- Opening Delimiter -
//! In-process collaborator implementations.

use std::collections::HashSet;
use std::sync::{Arc, RwLock};

use async_trait::async_trait;
use chrono::{DateTime, Utc};
use serde::Serialize;
use tokio::sync::broadcast;

use super::{Authorization, CollaboratorError, Notifier, PaymentGate};
use crate::application::Actor;

/// Trusts the role tag carried by the actor.
#[derive(Debug, Clone, Copy, Default)]
pub struct RoleAuthorization;

impl Authorization for RoleAuthorization {
    fn can_administer(&self, actor: &Actor) -> bool {
        actor.is_admin()
    }
}

/// A notification that was handed to the [`NotificationLog`].
#[derive(Debug, Clone, Serialize)]
#[serde(rename_all = "camelCase")]
pub struct NotificationEvent {
    pub timestamp: DateTime<Utc>,
    pub recipient_id: String,
    pub subject: String,
    pub message: String,
}

/// Notifier that logs each message and broadcasts it to subscribers
/// instead of delivering email.
///
/// Every recipient is reported as delivered unless it was marked
/// undeliverable with [`NotificationLog::block_recipient`].
#[derive(Clone)]
pub struct NotificationLog {
    sender: broadcast::Sender<NotificationEvent>,
    blocked: Arc<RwLock<HashSet<String>>>,
}

impl NotificationLog {
    pub fn new(capacity: usize) -> Self {
        let (sender, _) = broadcast::channel(capacity);
        Self {
            sender,
            blocked: Arc::new(RwLock::new(HashSet::new())),
        }
    }

    pub fn subscribe(&self) -> broadcast::Receiver<NotificationEvent> {
        self.sender.subscribe()
    }

    /// Makes every later send to `recipient_id` fail as undeliverable.
    pub fn block_recipient(&self, recipient_id: &str) {
        match self.blocked.write() {
            Ok(mut blocked) => {
                blocked.insert(recipient_id.to_string());
            }
            Err(poisoned) => {
                log::warn!("Notification log lock was poisoned, recovering");
                poisoned.into_inner().insert(recipient_id.to_string());
            }
        }
    }

    fn is_blocked(&self, recipient_id: &str) -> bool {
        match self.blocked.read() {
            Ok(blocked) => blocked.contains(recipient_id),
            Err(poisoned) => poisoned.into_inner().contains(recipient_id),
        }
    }
}

impl Default for NotificationLog {
    fn default() -> Self {
        Self::new(256)
    }
}

#[async_trait]
impl Notifier for NotificationLog {
    async fn send(
        &self,
        recipient_ids: &[String],
        subject: &str,
        message: &str,
    ) -> Vec<(String, Result<(), CollaboratorError>)> {
        recipient_ids
            .iter()
            .map(|recipient_id| {
                if self.is_blocked(recipient_id) {
                    tracing::warn!(recipient = %recipient_id, "Notification undeliverable");
                    return (
                        recipient_id.clone(),
                        Err(CollaboratorError::Undeliverable(recipient_id.clone())),
                    );
                }

                tracing::info!(recipient = %recipient_id, subject = %subject, "Notification sent");
                // Ignore errors - no active receivers is fine
                let _ = self.sender.send(NotificationEvent {
                    timestamp: Utc::now(),
                    recipient_id: recipient_id.clone(),
                    subject: subject.to_string(),
                    message: message.to_string(),
                });
                (recipient_id.clone(), Ok(()))
            })
            .collect()
    }
}

/// In-memory record of which users paid for which jobs.
#[derive(Clone, Default)]
pub struct PaymentLedger {
    paid: Arc<RwLock<HashSet<(String, String)>>>,
}

impl PaymentLedger {
    pub fn new() -> Self {
        Self::default()
    }

    pub fn record_payment(&self, user_id: &str, job_id: &str) {
        let key = (user_id.to_string(), job_id.to_string());
        match self.paid.write() {
            Ok(mut paid) => {
                paid.insert(key);
            }
            Err(poisoned) => {
                log::warn!("Payment ledger lock was poisoned, recovering");
                poisoned.into_inner().insert(key);
            }
        }
    }
}

#[async_trait]
impl PaymentGate for PaymentLedger {
    async fn has_paid(&self, user_id: &str, job_id: &str) -> Result<bool, CollaboratorError> {
        let key = (user_id.to_string(), job_id.to_string());
        let paid = self
            .paid
            .read()
            .map_err(|_| CollaboratorError::Backend("payment ledger lock poisoned".to_string()))?;
        Ok(paid.contains(&key))
    }
}

#[cfg(test)]
mod tests {
    use super::*;

    #[test]
    fn test_role_authorization() {
        let authz = RoleAuthorization;
        assert!(authz.can_administer(&Actor::admin("a")));
        assert!(!authz.can_administer(&Actor::applicant("u")));
    }

    #[tokio::test]
    async fn test_notification_log_reports_per_recipient() {
        let log = NotificationLog::new(16);
        let mut rx = log.subscribe();
        log.block_recipient("bounced");

        let results = log
            .send(
                &["u1".to_string(), "bounced".to_string()],
                "Interview",
                "See you Monday",
            )
            .await;

        assert_eq!(results.len(), 2);
        assert_eq!(results[0], ("u1".to_string(), Ok(())));
        assert_eq!(
            results[1].1,
            Err(CollaboratorError::Undeliverable("bounced".to_string()))
        );

        let event = rx.recv().await.unwrap();
        assert_eq!(event.recipient_id, "u1");
        assert_eq!(event.subject, "Interview");
        assert!(rx.try_recv().is_err());
    }

    #[tokio::test]
    async fn test_notification_log_without_subscribers() {
        let log = NotificationLog::default();
        let results = log.send(&["u1".to_string()], "s", "m").await;
        assert!(results[0].1.is_ok());
    }

    #[tokio::test]
    async fn test_payment_ledger() {
        let ledger = PaymentLedger::new();
        assert!(!ledger.has_paid("u1", "j1").await.unwrap());
        ledger.record_payment("u1", "j1");
        assert!(ledger.has_paid("u1", "j1").await.unwrap());
        assert!(!ledger.has_paid("u1", "j2").await.unwrap());
    }
}
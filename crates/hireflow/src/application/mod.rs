//! Application records, their status lifecycle and query filters.

pub mod filter;
pub mod record;
pub mod status;
pub mod transition;

pub use filter::ApplicationFilter;
pub use record::{ApplicationPatch, ApplicationRecord, PaymentTerms};
pub use status::{ApplicationStatus, ParseStatusError, PaymentStatus};
pub use transition::{transition, transition_at, Actor, Role};
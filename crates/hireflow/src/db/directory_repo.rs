//! Companies, jobs and applicant profiles.
//!
//! These rows are owned by other parts of the portal. The application store
//! only reads them to fill display fields, so this repository offers
//! upserts for seeding and synchronisation and nothing more.

use rusqlite::params;

use super::{Database, DatabaseError};

/// Inserts or renames a company.
pub fn upsert_company(db: &Database, id: &str, name: &str) -> Result<(), DatabaseError> {
    db.with_conn(|conn| {
        conn.execute(
            "INSERT INTO companies (id, name) VALUES (?1, ?2)
             ON CONFLICT(id) DO UPDATE SET name = excluded.name",
            params![id, name],
        )?;
        Ok(())
    })
}

/// Inserts or updates a job posting.
pub fn upsert_job(
    db: &Database,
    id: &str,
    title: &str,
    company_id: Option<&str>,
) -> Result<(), DatabaseError> {
    db.with_conn(|conn| {
        conn.execute(
            "INSERT INTO jobs (id, title, company_id) VALUES (?1, ?2, ?3)
             ON CONFLICT(id) DO UPDATE SET title = excluded.title, company_id = excluded.company_id",
            params![id, title, company_id],
        )?;
        Ok(())
    })
}

/// Inserts or updates an applicant profile.
pub fn upsert_profile(
    db: &Database,
    id: &str,
    full_name: Option<&str>,
    email: Option<&str>,
) -> Result<(), DatabaseError> {
    db.with_conn(|conn| {
        conn.execute(
            "INSERT INTO profiles (id, full_name, email) VALUES (?1, ?2, ?3)
             ON CONFLICT(id) DO UPDATE SET full_name = excluded.full_name, email = excluded.email",
            params![id, full_name, email],
        )?;
        Ok(())
    })
}

#[cfg(test)]
mod tests {
    use super::*;

    #[test]
    fn test_upserts_overwrite() {
        let db = Database::open_in_memory().unwrap();
        upsert_company(&db, "c1", "Initech").unwrap();
        upsert_company(&db, "c1", "Initrode").unwrap();
        upsert_job(&db, "j1", "TPS Analyst", Some("c1")).unwrap();
        upsert_profile(&db, "u1", Some("Peter"), Some("peter@example.com")).unwrap();
        upsert_profile(&db, "u1", None, None).unwrap();

        db.with_conn(|conn| {
            let name: String =
                conn.query_row("SELECT name FROM companies WHERE id = 'c1'", [], |r| r.get(0))?;
            assert_eq!(name, "Initrode");
            let full_name: Option<String> =
                conn.query_row("SELECT full_name FROM profiles WHERE id = 'u1'", [], |r| r.get(0))?;
            assert!(full_name.is_none());
            Ok(())
        })
        .unwrap();
    }

    #[test]
    fn test_job_requires_known_company() {
        let db = Database::open_in_memory().unwrap();
        assert!(upsert_job(&db, "j1", "Ghost", Some("nope")).is_err());
        assert!(upsert_job(&db, "j2", "Freelance", None).is_ok());
    }
}
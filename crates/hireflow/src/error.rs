use std::path::PathBuf;

use serde::Serialize;
use thiserror::Error;

use crate::application::ApplicationStatus;
use crate::collab::CollaboratorError;

#[derive(Error, Debug)]
pub enum HireflowError {
    #[error("Configuration error: {0}")]
    Config(#[from] ConfigError),

    #[error("Lifecycle error: {0}")]
    Lifecycle(#[from] LifecycleError),

    #[error("Database error: {0}")]
    Database(#[from] crate::db::DatabaseError),
}

#[derive(Error, Debug)]
pub enum ConfigError {
    #[error("Failed to read config file '{path}': {source}")]
    ReadFile {
        path: PathBuf,
        #[source]
        source: std::io::Error,
    },

    #[error("Failed to parse config JSON: {0}")]
    ParseJson(#[from] serde_json::Error),

    #[error("Config validation failed: {message}")]
    Validation { message: String },

    #[error("Schema validation failed: {errors}")]
    SchemaValidation { errors: String },

    #[error("Failed to initialize logging: {0}")]
    Logging(String),
}

/// Errors surfaced by lifecycle operations on application records.
///
/// Single-record operations return exactly one of these. Bulk operations
/// never return them directly; each failing id carries its [`ErrorKind`]
/// in the batch result instead.
#[derive(Error, Debug, Clone, PartialEq)]
pub enum LifecycleError {
    #[error("Invalid status transition from '{from}' to '{to}'")]
    InvalidTransition {
        from: ApplicationStatus,
        to: ApplicationStatus,
    },

    #[error("Application '{0}' is already in a terminal status")]
    AlreadyTerminal(String),

    #[error("Application not found: {0}")]
    NotFound(String),

    #[error("Collaborator call timed out")]
    Timeout,

    #[error("Collaborator error: {0}")]
    Collaborator(String),

    #[error("User '{user_id}' has already applied to job '{job_id}'")]
    DuplicateApplication { user_id: String, job_id: String },

    #[error("Actor '{0}' is not allowed to administer applications")]
    Unauthorized(String),

    #[error("Payment required before user '{user_id}' can apply to job '{job_id}'")]
    PaymentRequired { user_id: String, job_id: String },

    #[error("Application '{0}' has an outstanding payment")]
    PaymentPending(String),

    #[error("Invalid application record: {0}")]
    InvalidRecord(String),
}

impl LifecycleError {
    /// Returns the copyable classification of this error.
    pub fn kind(&self) -> ErrorKind {
        match self {
            LifecycleError::InvalidTransition { .. } => ErrorKind::InvalidTransition,
            LifecycleError::AlreadyTerminal(_) => ErrorKind::AlreadyTerminal,
            LifecycleError::NotFound(_) => ErrorKind::NotFound,
            LifecycleError::Timeout => ErrorKind::Timeout,
            LifecycleError::Collaborator(_) => ErrorKind::Collaborator,
            LifecycleError::DuplicateApplication { .. } => ErrorKind::DuplicateApplication,
            LifecycleError::Unauthorized(_) => ErrorKind::Unauthorized,
            LifecycleError::PaymentRequired { .. } => ErrorKind::PaymentRequired,
            LifecycleError::PaymentPending(_) => ErrorKind::PaymentPending,
            LifecycleError::InvalidRecord(_) => ErrorKind::InvalidRecord,
        }
    }
}

impl From<CollaboratorError> for LifecycleError {
    fn from(err: CollaboratorError) -> Self {
        match err {
            CollaboratorError::NotFound(id) => LifecycleError::NotFound(id),
            CollaboratorError::Duplicate { user_id, job_id } => {
                LifecycleError::DuplicateApplication { user_id, job_id }
            }
            CollaboratorError::Timeout => LifecycleError::Timeout,
            other => LifecycleError::Collaborator(other.to_string()),
        }
    }
}

/// Classification of a lifecycle failure, as reported per item in bulk results.
#[derive(Debug, Clone, Copy, PartialEq, Eq, Hash, Serialize)]
#[serde(rename_all = "snake_case")]
pub enum ErrorKind {
    InvalidTransition,
    AlreadyTerminal,
    NotFound,
    Timeout,
    Collaborator,
    DuplicateApplication,
    Unauthorized,
    PaymentRequired,
    PaymentPending,
    InvalidRecord,
}

pub type Result<T> = std::result::Result<T, HireflowError>;
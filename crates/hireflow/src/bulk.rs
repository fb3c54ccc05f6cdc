//! Bulk operation coordinator.
//!
//! Applies one status change or one email intent to a set of application
//! ids. Every id is processed on its own: a failure is recorded against
//! that id and the rest of the batch carries on.

use std::collections::HashSet;
use std::future::Future;
use std::sync::Arc;
use std::time::Duration;

use futures_util::stream::{self, StreamExt};
use serde::{Deserialize, Serialize};
use tracing::Instrument;

use crate::application::{
    transition, Actor, ApplicationPatch, ApplicationRecord, ApplicationStatus,
};
use crate::collab::{CollaboratorError, Notifier, RecordStore};
use crate::error::{ErrorKind, LifecycleError};

/// Subject and body of a bulk email.
#[derive(Debug, Clone, PartialEq, Eq, Serialize, Deserialize)]
pub struct EmailIntent {
    pub subject: String,
    pub message: String,
}

/// The one operation a bulk request applies to every id.
#[derive(Debug, Clone, PartialEq, Eq)]
pub enum BulkOperation {
    StatusChange(ApplicationStatus),
    Email(EmailIntent),
}

impl BulkOperation {
    fn name(&self) -> &'static str {
        match self {
            BulkOperation::StatusChange(_) => "status_change",
            BulkOperation::Email(_) => "email",
        }
    }
}

/// Fan-out limits for bulk operations.
#[derive(Debug, Clone, Copy, PartialEq, Eq)]
pub struct BulkSettings {
    /// Maximum number of ids in flight at once.
    pub concurrency: usize,
    /// Deadline for each collaborator call.
    pub timeout: Duration,
}

impl Default for BulkSettings {
    fn default() -> Self {
        Self {
            concurrency: 8,
            timeout: Duration::from_secs(5),
        }
    }
}

/// One id that could not be processed.
#[derive(Debug, Clone, PartialEq, Serialize)]
#[serde(rename_all = "camelCase")]
pub struct BulkFailure {
    pub id: String,
    pub kind: ErrorKind,
    pub message: String,
}

/// Per-id outcome, reported to progress callbacks as items complete.
#[derive(Debug, Clone, PartialEq)]
pub struct BulkItemOutcome {
    pub id: String,
    pub result: Result<(), LifecycleError>,
}

/// Aggregated outcome of a bulk request. Both lists follow input order.
#[derive(Debug, Clone, Default, PartialEq, Serialize)]
#[serde(rename_all = "camelCase")]
pub struct BulkResult {
    pub succeeded: Vec<String>,
    pub failed: Vec<BulkFailure>,
}

impl BulkResult {
    pub fn total(&self) -> usize {
        self.succeeded.len() + self.failed.len()
    }

    pub fn is_complete_success(&self) -> bool {
        self.failed.is_empty()
    }

    /// The failure recorded for `id`, if any.
    pub fn failure(&self, id: &str) -> Option<&BulkFailure> {
        self.failed.iter().find(|f| f.id == id)
    }
}

/// Runs `fut` under `timeout`, mapping collaborator failures to lifecycle errors.
pub(crate) async fn call_with_timeout<T, F>(timeout: Duration, fut: F) -> Result<T, LifecycleError>
where
    F: Future<Output = Result<T, CollaboratorError>>,
{
    match tokio::time::timeout(timeout, fut).await {
        Ok(result) => result.map_err(LifecycleError::from),
        Err(_) => Err(LifecycleError::Timeout),
    }
}

/// Attempts at a guarded status write before giving up on a record that
/// keeps changing underneath us.
pub(crate) const MAX_STATUS_ATTEMPTS: usize = 3;

/// Moves `record` to `target` with a guarded write.
///
/// When another writer changes the status first, the record is read again
/// and the transition policy re-runs against the fresh status, so the
/// caller sees `AlreadyTerminal` or `InvalidTransition` rather than a raw
/// store conflict.
pub(crate) async fn commit_status_change(
    store: &dyn RecordStore,
    timeout: Duration,
    mut record: ApplicationRecord,
    target: ApplicationStatus,
    actor: &Actor,
) -> Result<ApplicationRecord, LifecycleError> {
    for _ in 0..MAX_STATUS_ATTEMPTS {
        let next = transition(&record, target, actor)?;
        record.ensure_payment_settled_for(target)?;

        let patch = ApplicationPatch::status_change(&record, &next);
        let written = tokio::time::timeout(timeout, store.update(&record.id, &patch)).await;
        match written {
            Err(_) => return Err(LifecycleError::Timeout),
            Ok(Ok(updated)) => return Ok(updated),
            Ok(Err(CollaboratorError::Conflict { id, .. })) => {
                tracing::debug!(application_id = %id, "Status changed concurrently, re-reading");
                let fresh = call_with_timeout(timeout, store.get(&id)).await?;
                record = fresh.ok_or(LifecycleError::NotFound(id))?;
            }
            Ok(Err(e)) => return Err(e.into()),
        }
    }

    Err(LifecycleError::Collaborator(format!(
        "application '{}' kept changing while moving it to '{}'",
        record.id, target
    )))
}

/// Drops repeated ids, keeping the first occurrence.
fn dedup_ids(ids: &[String]) -> Vec<String> {
    let mut seen = HashSet::with_capacity(ids.len());
    ids.iter()
        .filter(|id| seen.insert(id.as_str()))
        .cloned()
        .collect()
}

pub struct BulkCoordinator {
    store: Arc<dyn RecordStore>,
    notifier: Arc<dyn Notifier>,
    settings: BulkSettings,
}

impl BulkCoordinator {
    pub fn new(
        store: Arc<dyn RecordStore>,
        notifier: Arc<dyn Notifier>,
        settings: BulkSettings,
    ) -> Self {
        Self {
            store,
            notifier,
            settings,
        }
    }

    pub fn settings(&self) -> BulkSettings {
        self.settings
    }

    pub async fn apply_bulk(
        &self,
        ids: &[String],
        operation: &BulkOperation,
        actor: &Actor,
    ) -> BulkResult {
        self.apply_bulk_with_progress(ids, operation, actor, |_| {})
            .await
    }

    /// Like [`apply_bulk`](Self::apply_bulk), calling `on_item` for every id
    /// as soon as its outcome is known. Callback order follows completion,
    /// not input order.
    pub async fn apply_bulk_with_progress<F>(
        &self,
        ids: &[String],
        operation: &BulkOperation,
        actor: &Actor,
        mut on_item: F,
    ) -> BulkResult
    where
        F: FnMut(&BulkItemOutcome),
    {
        let ids = dedup_ids(ids);
        let span = tracing::info_span!(
            "bulk_operation",
            operation = operation.name(),
            actor = %actor.id,
            count = ids.len()
        );

        async {
            let mut outcomes: Vec<Option<Result<(), LifecycleError>>> = vec![None; ids.len()];

            let mut pending = stream::iter(ids.iter().enumerate())
                .map(|(index, id)| async move { (index, self.apply_one(id, operation, actor).await) })
                .buffer_unordered(self.settings.concurrency.max(1));

            while let Some((index, result)) = pending.next().await {
                let outcome = BulkItemOutcome {
                    id: ids[index].clone(),
                    result,
                };
                on_item(&outcome);
                outcomes[index] = Some(outcome.result);
            }

            let mut result = BulkResult::default();
            for (id, outcome) in ids.iter().zip(outcomes) {
                match outcome {
                    Some(Ok(())) => result.succeeded.push(id.clone()),
                    Some(Err(e)) => result.failed.push(BulkFailure {
                        id: id.clone(),
                        kind: e.kind(),
                        message: e.to_string(),
                    }),
                    // Every index is filled once the stream drains.
                    None => result.failed.push(BulkFailure {
                        id: id.clone(),
                        kind: ErrorKind::Collaborator,
                        message: "no outcome recorded".to_string(),
                    }),
                }
            }

            tracing::info!(
                succeeded = result.succeeded.len(),
                failed = result.failed.len(),
                "Bulk operation finished"
            );
            result
        }
        .instrument(span)
        .await
    }

    async fn apply_one(
        &self,
        id: &str,
        operation: &BulkOperation,
        actor: &Actor,
    ) -> Result<(), LifecycleError> {
        let timeout = self.settings.timeout;
        let record = call_with_timeout(timeout, self.store.get(id))
            .await?
            .ok_or_else(|| LifecycleError::NotFound(id.to_string()))?;

        match operation {
            BulkOperation::StatusChange(target) => {
                commit_status_change(self.store.as_ref(), timeout, record, *target, actor).await?;
                Ok(())
            }
            BulkOperation::Email(intent) => {
                let recipients = [record.user_id.clone()];
                let sent = tokio::time::timeout(
                    timeout,
                    self.notifier
                        .send(&recipients, &intent.subject, &intent.message),
                )
                .await
                .map_err(|_| LifecycleError::Timeout)?;

                match sent.into_iter().next() {
                    Some((_, Ok(()))) => Ok(()),
                    Some((_, Err(e))) => Err(e.into()),
                    None => Err(LifecycleError::Collaborator(format!(
                        "notifier reported no result for application '{}'",
                        id
                    ))),
                }
            }
        }
    }
}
- Closing Delimiter -
> PROBLEM TO SOLVE: Only lines with the word "processed" are wanted. Find and copy them from the records above.

> SOLUTION TO THIS EXERCISE:
//! ids. Every id is processed on its own: a failure is recorded against
/// One id that could not be processed.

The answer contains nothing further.